Dataset items
[Start of section]
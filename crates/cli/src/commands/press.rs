//! Press command implementation.
//!
//! Loads a hotkey configuration the way a browser would, builds an
//! in-memory presentation and replays keypresses against it. After each
//! scroll the target step becomes active, as the page's scroll observer
//! would make it.

use anyhow::{Context, Result};
use scrolly_client::{MetricsCollector, ScrollyClient, standard_loader};
use scrolly_config::constants::SITE_SOURCE_NAME;
use scrolly_config::{ConfigLoader, FileConfigSource};
use scrolly_hotkeys::document::MARKER_ATTRIBUTE;
use scrolly_hotkeys::{
    Binding, ControlCommand, ElementId, HotkeyController, KeyOutcome, MemoryDocument,
    MemoryViewport, ViewportEvent,
};
use serde::Serialize;
use std::time::Duration;
use tracing::info;

use crate::args::{OutputFormat, PressArgs};

/// Prefix marking a control command in the key list.
const COMMAND_PREFIX: char = ':';

#[derive(Debug, Serialize)]
struct PressRecord {
    key: String,
    claimed: bool,
    #[serde(skip_serializing_if = "Option::is_none")]
    binding: Option<Binding>,
    #[serde(skip_serializing_if = "Option::is_none")]
    command: Option<String>,
    effects: Vec<String>,
    active_step: Option<usize>,
}

impl PressRecord {
    fn render_text(&self) -> String {
        if let Some(ref command) = self.command {
            return format!("{} -> control {}", self.key, command);
        }
        let Some(ref binding) = self.binding else {
            return format!("{} -> not claimed", self.key);
        };
        if self.effects.is_empty() {
            return format!("{} -> {}: no target", self.key, binding);
        }
        format!("{} -> {}: {}", self.key, binding, self.effects.join(", "))
    }
}

pub async fn run(args: PressArgs, metrics_enabled: bool) -> Result<()> {
    let loader = build_loader(&args, metrics_enabled)?;
    let mut controller = HotkeyController::new(loader);
    let origin = controller.init().await;
    info!(%origin, "Hotkey configuration loaded");
    eprintln!("Using hotkey configuration from {}", origin);

    let mut doc = build_document(&args);
    let mut viewport = MemoryViewport::new();
    let mut records = Vec::with_capacity(args.keys.len());

    for key in &args.keys {
        let record = match key.strip_prefix(COMMAND_PREFIX).filter(|rest| !rest.is_empty()) {
            Some(name) => {
                let command: ControlCommand = name.parse()?;
                controller.apply(command).await;
                PressRecord {
                    key: key.clone(),
                    claimed: false,
                    binding: None,
                    command: Some(name.to_string()),
                    effects: Vec::new(),
                    active_step: active_step(&doc),
                }
            }
            None => press(&controller, key, &mut doc, &mut viewport),
        };
        records.push(record);
    }

    match args.output {
        OutputFormat::Text => {
            for record in &records {
                println!("{}", record.render_text());
            }
        }
        OutputFormat::Json => println!("{}", serde_json::to_string_pretty(&records)?),
    }
    Ok(())
}

fn press(
    controller: &HotkeyController,
    key: &str,
    doc: &mut MemoryDocument,
    viewport: &mut MemoryViewport,
) -> PressRecord {
    let outcome = controller.handle_key(key, &*doc, viewport);
    let events = viewport.take_events();

    for event in &events {
        if let ViewportEvent::ScrolledIntoView { element, .. } = event {
            doc.activate(*element);
        }
    }

    PressRecord {
        key: key.to_string(),
        claimed: outcome.prevent_default(),
        binding: match outcome {
            KeyOutcome::Claimed { binding, .. } => Some(binding),
            KeyOutcome::Ignored => None,
        },
        command: None,
        effects: events.iter().map(|e| describe_event(doc, e)).collect(),
        active_step: active_step(doc),
    }
}

fn describe_event(doc: &MemoryDocument, event: &ViewportEvent<ElementId>) -> String {
    match event {
        ViewportEvent::ScrolledIntoView { element, .. } => {
            format!("scroll to {}", doc.describe(*element))
        }
        ViewportEvent::ScrolledToTop { .. } => "scroll to top".to_string(),
        ViewportEvent::EnteredFullscreen => "enter fullscreen".to_string(),
        ViewportEvent::ExitedFullscreen => "exit fullscreen".to_string(),
    }
}

fn active_step(doc: &MemoryDocument) -> Option<usize> {
    scrolly_hotkeys::StepPosition::locate(doc).current
}

fn build_loader(args: &PressArgs, metrics_enabled: bool) -> Result<ConfigLoader> {
    if let Some(ref path) = args.config {
        return Ok(
            ConfigLoader::new().with_source(FileConfigSource::new(path).with_name(SITE_SOURCE_NAME))
        );
    }

    if let Some(ref base_url) = args.base_url {
        let metrics = if metrics_enabled {
            MetricsCollector::new()
        } else {
            MetricsCollector::disabled()
        };
        let mut builder = ScrollyClient::builder()
            .base_url(base_url.clone())
            .metrics(metrics);
        if let Some(secs) = args.timeout {
            builder = builder.timeout(Duration::from_secs(secs));
        }
        let client = builder
            .build()
            .with_context(|| format!("Invalid presentation server URL {}", base_url))?;
        return Ok(standard_loader(&client));
    }

    Ok(ConfigLoader::new())
}

fn build_document(args: &PressArgs) -> MemoryDocument {
    let mut doc = MemoryDocument::presentation(args.steps);
    for name in &args.sections {
        doc.push_section(name);
    }
    for value in &args.markers {
        let element = doc.push_element(&[]);
        doc.set_attribute(element, MARKER_ATTRIBUTE, value);
    }
    if let Some(index) = args.active {
        doc.activate_step(index);
    }
    doc
}
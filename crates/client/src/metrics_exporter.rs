//! Prometheus endpoint for the counters recorded while fetching hotkey
//! configuration and resolving keypresses.
//!
//! Installing the exporter replaces the no-op global recorder, so every
//! `metrics::counter!` call in the workspace becomes visible at
//! `http://<bind>/metrics`. Without it, recording is free.

use std::net::SocketAddr;

use metrics_exporter_prometheus::{BuildError, Matcher, PrometheusBuilder};
use thiserror::Error;
use tracing::info;

use crate::metrics::{METRIC_FETCH_DURATION, METRIC_FETCHES_TOTAL};

/// Buckets for configuration fetch latency. Fetches hit a local
/// presentation server, so resolution is concentrated below 100ms.
const FETCH_DURATION_BUCKETS: &[f64] = &[0.001, 0.0025, 0.005, 0.01, 0.025, 0.05, 0.1, 0.5, 2.0];

#[derive(Debug, Error)]
pub enum MetricsExporterError {
    #[error("Invalid metrics bind address '{addr}'")]
    InvalidBindAddress {
        addr: String,
        #[source]
        source: std::net::AddrParseError,
    },

    #[error("Failed to install Prometheus exporter")]
    Install(#[from] BuildError),
}

/// Handle to the installed exporter.
#[derive(Debug)]
pub struct MetricsExporter {
    bind_addr: SocketAddr,
}

impl MetricsExporter {
    /// Install the Prometheus recorder and start its HTTP listener.
    ///
    /// Must run inside a Tokio runtime. Fails if `bind_addr` does not parse
    /// or a recorder is already installed.
    pub fn install(bind_addr: &str) -> Result<Self, MetricsExporterError> {
        let addr: SocketAddr =
            bind_addr
                .parse()
                .map_err(|source| MetricsExporterError::InvalidBindAddress {
                    addr: bind_addr.to_string(),
                    source,
                })?;

        PrometheusBuilder::new()
            .set_buckets_for_metric(
                Matcher::Full(METRIC_FETCH_DURATION.to_string()),
                FETCH_DURATION_BUCKETS,
            )?
            .with_http_listener(addr)
            .install()?;

        metrics::describe_counter!(
            METRIC_FETCHES_TOTAL,
            "Hotkey configuration fetches by path and outcome"
        );
        metrics::describe_histogram!(
            METRIC_FETCH_DURATION,
            metrics::Unit::Seconds,
            "Hotkey configuration fetch latency"
        );

        info!(%addr, "Serving Prometheus metrics at /metrics");
        Ok(Self { bind_addr: addr })
    }

    pub fn bind_addr(&self) -> SocketAddr {
        self.bind_addr
    }
}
[End of section]
# WHAT YOU NEED TO DO
Return the entries above exactly, each one complete.

# TASK ANSWER
filename crates/cli/src/commands/press.rs
//! Press command implementation.
//!
//! Loads a hotkey configuration the way a browser would, builds an
//! in-memory presentation and replays keypresses against it. After each
//! scroll the target step becomes active, as the page's scroll observer
//! would make it.

use anyhow::{Context, Result};
use scrolly_client::{MetricsCollector, ScrollyClient, standard_loader};
use scrolly_config::constants::SITE_SOURCE_NAME;
use scrolly_config::{ConfigLoader, FileConfigSource};
use scrolly_hotkeys::document::MARKER_ATTRIBUTE;
use scrolly_hotkeys::{
    Binding, ControlCommand, ElementId, HotkeyController, KeyOutcome, MemoryDocument,
    MemoryViewport, ViewportEvent,
};
use serde::Serialize;
use std::time::Duration;
use tracing::info;

use crate::args::{OutputFormat, PressArgs};

/// Prefix marking a control command in the key list.
const COMMAND_PREFIX: char = ':';

#[derive(Debug, Serialize)]
struct PressRecord {
    key: String,
    claimed: bool,
    #[serde(skip_serializing_if = "Option::is_none")]
    binding: Option<Binding>,
    #[serde(skip_serializing_if = "Option::is_none")]
    command: Option<String>,
    effects: Vec<String>,
    active_step: Option<usize>,
}

impl PressRecord {
    fn render_text(&self) -> String {
        if let Some(ref command) = self.command {
            return format!("{} -> control {}", self.key, command);
        }
        let Some(ref binding) = self.binding else {
            return format!("{} -> not claimed", self.key);
        };
        if self.effects.is_empty() {
            return format!("{} -> {}: no target", self.key, binding);
        }
        format!("{} -> {}: {}", self.key, binding, self.effects.join(", "))
    }
}

pub async fn run(args: PressArgs, metrics_enabled: bool) -> Result<()> {
    let loader = build_loader(&args, metrics_enabled)?;
    let mut controller = HotkeyController::new(loader);
    let origin = controller.init().await;
    info!(%origin, "Hotkey configuration loaded");
    eprintln!("Using hotkey configuration from {}", origin);

    let mut doc = build_document(&args);
    let mut viewport = MemoryViewport::new();
    let mut records = Vec::with_capacity(args.keys.len());

    for key in &args.keys {
        let record = match key.strip_prefix(COMMAND_PREFIX).filter(|rest| !rest.is_empty()) {
            Some(name) => {
                let command: ControlCommand = name.parse()?;
                controller.apply(command).await;
                PressRecord {
                    key: key.clone(),
                    claimed: false,
                    binding: None,
                    command: Some(name.to_string()),
                    effects: Vec::new(),
                    active_step: active_step(&doc),
                }
            }
            None => press(&controller, key, &mut doc, &mut viewport),
        };
        records.push(record);
    }

    match args.output {
        OutputFormat::Text => {
            for record in &records {
                println!("{}", record.render_text());
            }
        }
        OutputFormat::Json => println!("{}", serde_json::to_string_pretty(&records)?),
    }
    Ok(())
}

fn press(
    controller: &HotkeyController,
    key: &str,
    doc: &mut MemoryDocument,
    viewport: &mut MemoryViewport,
) -> PressRecord {
    let outcome = controller.handle_key(key, &*doc, viewport);
    let events = viewport.take_events();

    for event in &events {
        if let ViewportEvent::ScrolledIntoView { element, .. } = event {
            doc.activate(*element);
        }
    }

    PressRecord {
        key: key.to_string(),
        claimed: outcome.prevent_default(),
        binding: match outcome {
            KeyOutcome::Claimed { binding, .. } => Some(binding),
            KeyOutcome::Ignored => None,
        },
        command: None,
        effects: events.iter().map(|e| describe_event(doc, e)).collect(),
        active_step: active_step(doc),
    }
}

fn describe_event(doc: &MemoryDocument, event: &ViewportEvent<ElementId>) -> String {
    match event {
        ViewportEvent::ScrolledIntoView { element, .. } => {
            format!("scroll to {}", doc.describe(*element))
        }
        ViewportEvent::ScrolledToTop { .. } => "scroll to top".to_string(),
        ViewportEvent::EnteredFullscreen => "enter fullscreen".to_string(),
        ViewportEvent::ExitedFullscreen => "exit fullscreen".to_string(),
    }
}

fn active_step(doc: &MemoryDocument) -> Option<usize> {
    scrolly_hotkeys::StepPosition::locate(doc).current
}

fn build_loader(args: &PressArgs, metrics_enabled: bool) -> Result<ConfigLoader> {
    if let Some(ref path) = args.config {
        return Ok(
            ConfigLoader::new().with_source(FileConfigSource::new(path).with_name(SITE_SOURCE_NAME))
        );
    }

    if let Some(ref base_url) = args.base_url {
        let metrics = if metrics_enabled {
            MetricsCollector::new()
        } else {
            MetricsCollector::disabled()
        };
        let mut builder = ScrollyClient::builder()
            .base_url(base_url.clone())
            .metrics(metrics);
        if let Some(secs) = args.timeout {
            builder = builder.timeout(Duration::from_secs(secs));
        }
        let client = builder
            .build()
            .with_context(|| format!("Invalid presentation server URL {}", base_url))?;
        return Ok(standard_loader(&client));
    }

    Ok(ConfigLoader::new())
}

fn build_document(args: &PressArgs) -> MemoryDocument {
    let mut doc = MemoryDocument::presentation(args.steps);
    for name in &args.sections {
        doc.push_section(name);
    }
    for value in &args.markers {
        let element = doc.push_element(&[]);
        doc.set_attribute(element, MARKER_ATTRIBUTE, value);
    }
    if let Some(index) = args.active {
        doc.activate_step(index);
    }
    doc
}
filename crates/client/src/metrics_exporter.rs
//! Prometheus endpoint for the counters recorded while fetching hotkey
//! configuration and resolving keypresses.
//!
//! Installing the exporter replaces the no-op global recorder, so every
//! `metrics::counter!` call in the workspace becomes visible at
//! `http://<bind>/metrics`. Without it, recording is free.

use std::net::SocketAddr;

use metrics_exporter_prometheus::{BuildError, Matcher, PrometheusBuilder};
use thiserror::Error;
use tracing::info;

use crate::metrics::{METRIC_FETCH_DURATION, METRIC_FETCHES_TOTAL};

/// Buckets for configuration fetch latency. Fetches hit a local
/// presentation server, so resolution is concentrated below 100ms.
const FETCH_DURATION_BUCKETS: &[f64] = &[0.001, 0.0025, 0.005, 0.01, 0.025, 0.05, 0.1, 0.5, 2.0];

#[derive(Debug, Error)]
pub enum MetricsExporterError {
    #[error("Invalid metrics bind address '{addr}'")]
    InvalidBindAddress {
        addr: String,
        #[source]
        source: std::net::AddrParseError,
    },

    #[error("Failed to install Prometheus exporter")]
    Install(#[from] BuildError),
}

/// Handle to the installed exporter.
#[derive(Debug)]
pub struct MetricsExporter {
    bind_addr: SocketAddr,
}

impl MetricsExporter {
    /// Install the Prometheus recorder and start its HTTP listener.
    ///
    /// Must run inside a Tokio runtime. Fails if `bind_addr` does not parse
    /// or a recorder is already installed.
    pub fn install(bind_addr: &str) -> Result<Self, MetricsExporterError> {
        let addr: SocketAddr =
            bind_addr
                .parse()
                .map_err(|source| MetricsExporterError::InvalidBindAddress {
                    addr: bind_addr.to_string(),
                    source,
                })?;

        PrometheusBuilder::new()
            .set_buckets_for_metric(
                Matcher::Full(METRIC_FETCH_DURATION.to_string()),
                FETCH_DURATION_BUCKETS,
            )?
            .with_http_listener(addr)
            .install()?;

        metrics::describe_counter!(
            METRIC_FETCHES_TOTAL,
            "Hotkey configuration fetches by path and outcome"
        );
        metrics::describe_histogram!(
            METRIC_FETCH_DURATION,
            metrics::Unit::Seconds,
            "Hotkey configuration fetch latency"
        );

        info!(%addr, "Serving Prometheus metrics at /metrics");
        Ok(Self { bind_addr: addr })
    }

    pub fn bind_addr(&self) -> SocketAddr {
        self.bind_addr
    }
}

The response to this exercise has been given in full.